"You love him more than me!" "Kelly always gets to have her way!" Those are the cries of a common and age-old household ailment called "sibling rivalry." Of course we want our kids to feel we love them equally, and we desperately try to make things "fair." But treating kids equally is plain unrealistic: after all, they come packaged with different temperaments, interests, and needs. So don't drive yourself too crazy trying to make things always fair. Besides, real life isn't fair. The real trick to managing sibling rivalry is to reduce those situations that can cause long-lasting resentment and break down their relationships with one another. Here are a few secrets to help you minimize sibling rivalry in your home.
- Be honest. Every so often a good question to ask yourself is: "If someone asked your child if you treat your kids fairly, how would he or she respond?" If you really do notice that one child feels more resentful, then what might be fueling that resentment? What situations seem to escalate rivalry? And most important: What will you do to change your relationship with this child so she feels just as special in your eyes?
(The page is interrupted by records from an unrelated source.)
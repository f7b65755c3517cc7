//! 前门服务器：接受循环、连接准入与优雅关闭
//!
//! ## 准入
//! 活跃连接数由 `max_connections` 个信号量许可限制。许可耗尽时新连接会收到
//! 一个 `overloaded` 错误帧并被关闭，不会排队。
//!
//! 写拒绝帧的任务同样有上限（`max_pending_rejects`）。该上限也用尽时连接被
//! 直接关闭，不再写帧，避免连接洪泛时无界地占用任务和文件描述符。
//!
//! ## 关闭
//! 收到关闭信号后立即停止接受连接（监听套接字被释放），空闲连接立即关闭，
//! 正在计算的请求写完响应后关闭。超过 `shutdown_grace` 仍未结束的连接被中止。

use super::connection::{reject, Connection, ConnectionConfig};
use super::listener::{bind_listener, DEFAULT_BACKLOG};
use super::FrontDoorError;
use crate::application::services::ComputeService;
use crate::domain::search::MoveSearch;
use crate::shared::metrics::METRICS;
use crate::shared::protocol::ErrorCode;
use std::net::SocketAddr;
use std::sync::atomic::{AtomicU64, Ordering};
use std::sync::Arc;
use std::time::Duration;
use tokio::net::TcpListener;
use tokio::sync::{watch, OwnedSemaphorePermit, Semaphore};
use tokio::task::JoinSet;
use tracing::{debug, error, info, info_span, warn, Instrument};

/// 前门配置
#[derive(Debug, Clone)]
pub struct FrontDoorConfig {
    pub addr: SocketAddr,
    pub max_connections: usize,
    pub read_timeout: Duration,
    pub write_timeout: Duration,
    pub max_frame_bytes: usize,
    pub shutdown_grace: Duration,
    pub backlog: i32,
    /// 同时在写拒绝帧的连接数上限
    pub max_pending_rejects: usize,
}

impl Default for FrontDoorConfig {
    fn default() -> Self {
        Self {
            addr: SocketAddr::from(([0, 0, 0, 0], 4501)),
            max_connections: 256,
            read_timeout: Duration::from_secs(30),
            write_timeout: Duration::from_secs(5),
            max_frame_bytes: super::codec::DEFAULT_MAX_FRAME_BYTES,
            shutdown_grace: Duration::from_secs(10),
            backlog: DEFAULT_BACKLOG,
            max_pending_rejects: 64,
        }
    }
}

impl FrontDoorConfig {
    pub fn validate(&self) -> Result<(), FrontDoorError> {
        if self.max_connections == 0 {
            return Err(FrontDoorError::Config("max_connections must be > 0".into()));
        }
        if self.read_timeout.is_zero() || self.write_timeout.is_zero() {
            return Err(FrontDoorError::Config("timeouts must be > 0".into()));
        }
        // 至少要容纳长度前缀之外的一个最小 JSON 请求
        if self.max_frame_bytes < 64 {
            return Err(FrontDoorError::Config("max_frame_bytes must be >= 64".into()));
        }
        Ok(())
    }

    fn connection_config(&self) -> ConnectionConfig {
        ConnectionConfig {
            read_timeout: self.read_timeout,
            write_timeout: self.write_timeout,
            max_frame_bytes: self.max_frame_bytes,
        }
    }
}

/// TCP 前门
pub struct FrontDoor<S: MoveSearch> {
    listener: TcpListener,
    local_addr: SocketAddr,
    config: FrontDoorConfig,
    service: Arc<ComputeService<S>>,
    slots: Arc<Semaphore>,
    rejects: Arc<Semaphore>,
}

impl<S: MoveSearch> FrontDoor<S> {
    /// 绑定监听端口；失败即返回，不重试
    pub fn bind(config: FrontDoorConfig, service: Arc<ComputeService<S>>) -> Result<Self, FrontDoorError> {
        config.validate()?;
        let listener = bind_listener(config.addr, config.backlog)?;
        let local_addr = listener.local_addr()?;

        info!(addr = %local_addr, max_connections = config.max_connections, "前门已绑定");

        Ok(Self {
            listener,
            local_addr,
            slots: Arc::new(Semaphore::new(config.max_connections)),
            rejects: Arc::new(Semaphore::new(config.max_pending_rejects)),
            config,
            service,
        })
    }

    pub fn local_addr(&self) -> SocketAddr {
        self.local_addr
    }

    /// 运行接受循环直到 `shutdown` 变为 true
    pub async fn run(self, mut shutdown: watch::Receiver<bool>) -> Result<(), FrontDoorError> {
        let FrontDoor {
            listener,
            local_addr,
            config,
            service,
            slots,
            rejects,
        } = self;
        let conn_config = config.connection_config();
        let next_id = AtomicU64::new(1);
        let mut tasks = JoinSet::new();

        info!(addr = %local_addr, "开始接受连接");

        loop {
            tokio::select! {
                biased;

                _ = shutdown.changed() => break,

                Some(joined) = tasks.join_next(), if !tasks.is_empty() => {
                    if let Err(e) = joined {
                        if e.is_panic() {
                            error!(error = %e, "连接任务 panic");
                        }
                    }
                }

                accepted = listener.accept() => {
                    let (stream, peer) = match accepted {
                        Ok(accepted) => accepted,
                        Err(e) => {
                            // 文件描述符耗尽等情况，稍后再试
                            warn!(error = %e, "accept 失败");
                            tokio::time::sleep(Duration::from_millis(50)).await;
                            continue;
                        }
                    };
                    if let Err(e) = stream.set_nodelay(true) {
                        debug!(peer = %peer, error = %e, "设置 TCP_NODELAY 失败");
                    }

                    let conn_id = next_id.fetch_add(1, Ordering::Relaxed);
                    let span = info_span!("conn", conn_id, peer = %peer);

                    match Arc::clone(&slots).try_acquire_owned() {
                        Ok(permit) => {
                            METRICS.connections_total.with_label_values(&["accepted"]).inc();
                            let service = Arc::clone(&service);
                            let conn_config = conn_config.clone();
                            let shutdown = shutdown.clone();

                            tasks.spawn(
                                async move {
                                    let _slot = ActiveSlot::enter(permit);
                                    Connection::new(conn_id, peer, stream, service, conn_config)
                                        .run(shutdown)
                                        .await;
                                }
                                .instrument(span),
                            );
                        }
                        Err(_) => {
                            METRICS.connections_total.with_label_values(&["rejected"]).inc();
                            METRICS
                                .errors_total
                                .with_label_values(&[
                                    ErrorCode::Overloaded.category().as_str(),
                                    ErrorCode::Overloaded.as_str(),
                                ])
                                .inc();
                            warn!(conn_id, peer = %peer, "连接数已满，拒绝连接");

                            let Ok(pending) = Arc::clone(&rejects).try_acquire_owned() else {
                                debug!(conn_id, peer = %peer, "拒绝任务已满，直接关闭");
                                drop(stream);
                                continue;
                            };
                            let conn_config = conn_config.clone();
                            tasks.spawn(
                                async move {
                                    let _pending = pending;
                                    reject(stream, ErrorCode::Overloaded, "connection limit reached", &conn_config)
                                        .await;
                                }
                                .instrument(span),
                            );
                        }
                    }
                }
            }
        }

        drop(listener);
        info!(in_flight = tasks.len(), "停止接受连接，等待连接结束");

        let drained = tokio::time::timeout(config.shutdown_grace, async {
            while tasks.join_next().await.is_some() {}
        })
        .await
        .is_ok();
        if !drained {
            warn!(remaining = tasks.len(), "关闭宽限期已过，中止剩余连接");
            tasks.abort_all();
            while tasks.join_next().await.is_some() {}
        }

        info!("前门已停止");
        Ok(())
    }
}

/// 占用的连接许可；任务结束或被中止时归还并更新活跃连接数
struct ActiveSlot {
    _permit: OwnedSemaphorePermit,
}

impl ActiveSlot {
    fn enter(permit: OwnedSemaphorePermit) -> Self {
        METRICS.active_connections.with_label_values(&["tcp"]).inc();
        Self { _permit: permit }
    }
}

impl Drop for ActiveSlot {
    fn drop(&mut self) {
        METRICS.active_connections.with_label_values(&["tcp"]).dec();
    }
}
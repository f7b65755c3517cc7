/// Collections shared across layers
///
/// - BoundedCache: fixed-capacity map with FIFO eviction

pub mod bounded_cache;

pub use bounded_cache::BoundedCache;
/// Domain Layer - Core Computation
///
/// This layer contains the pure computation behind the service: the playfield,
/// the tetrominoes, placement generation, board evaluation, the move search and
/// request validation. It has no dependency on networking or async runtimes.
///
/// ## Modules
/// - `board`: 20x10 bitboard with locking and line clears
/// - `piece`: tetromino rotation tables
/// - `placement`: reachable placements under the NES movement model
/// - `evaluation`: static surface heuristic
/// - `search`: `MoveSearch` trait and the hybrid playout engine
/// - `validation`: query validation rules

pub mod board;
pub mod evaluation;
pub mod piece;
pub mod placement;
pub mod search;
pub mod validation;

// Re-export key types
pub use board::Board;
pub use piece::Piece;
pub use search::{Cancellation, HybridSearch, MoveSearch, SearchError, SearchRequest, TopMoves};
pub use validation::{QueryValidator, ValidationConfig, ValidationError};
- Don't compare . "Why can't you be more like your brother?" "Why aren't you neater like your sister?" All too easily, our children can construe such comparisons as: "You think she's better than me" or "You love her more." So halt those sibling comparison or praise one child's behavior in contrast to a sibling: it can lead to long-lasting resentment and jealousy.
- Listen fairly to both sides. A big secret to reducing rivalry is to let each child know that you value each child's opinions and want to hear all sides. So try to always listen openly to both of your kids. "Thank you for telling me your thoughts. Now I want to listen to your sister's side."
- Watch out for negative labels. Family nicknames like Wimpy, Skinny, or Klutz can cause unfair family teasing and lead to sibling resentment-"Don't worry, she's just the family wallflower"-as well as become continual reminders of incompetence. And those descriptions often stick and become hard to erase, not only inside your family but also outside as well.
- Cultivate a special talent for each sibling. Every child deserves to hear from their parent what makes them special. Awareness of that strength nurtures their confidence as well as sets them apart from their siblings. Ideally, you should try to nurture a different talent for each sibling based on his or her own unique interests and skills. Once you spot the strength, find ways to develop it so each child can be validated for their own talent and individuality.
- Find special alone time with each child. A wonderful way to let each child feel valued is by spending one-on-one time with just you. Take advantage of those alone moments as they arise: "Your sister's asleep. Let's just you and I bake cookies together." Or set a day with each sibling to have special time just with you then mark it on the calendar. How frequently you meet is based on what's realistic for your schedule: twenty minutes weekly, five minutes daily, an hour every other week. If possible, arrange for another adult to watch your other kids or select a time when they're gone. "Together" occasions could be: watching a DVD together on the couch, berry-picking, reading books, going to lunch, an ice cream outing, or just cuddling.
- Acknowledge cooperative actions. Don't forget to do one of the easiest secrets to nurturing sibling harmony: catch your kids supporting each other. Granted those times may be few and far between, but when your children do help, share, and work together, tell them you are grateful. They're more likely to repeat those cooperative actions because they know you appreciate them doing so.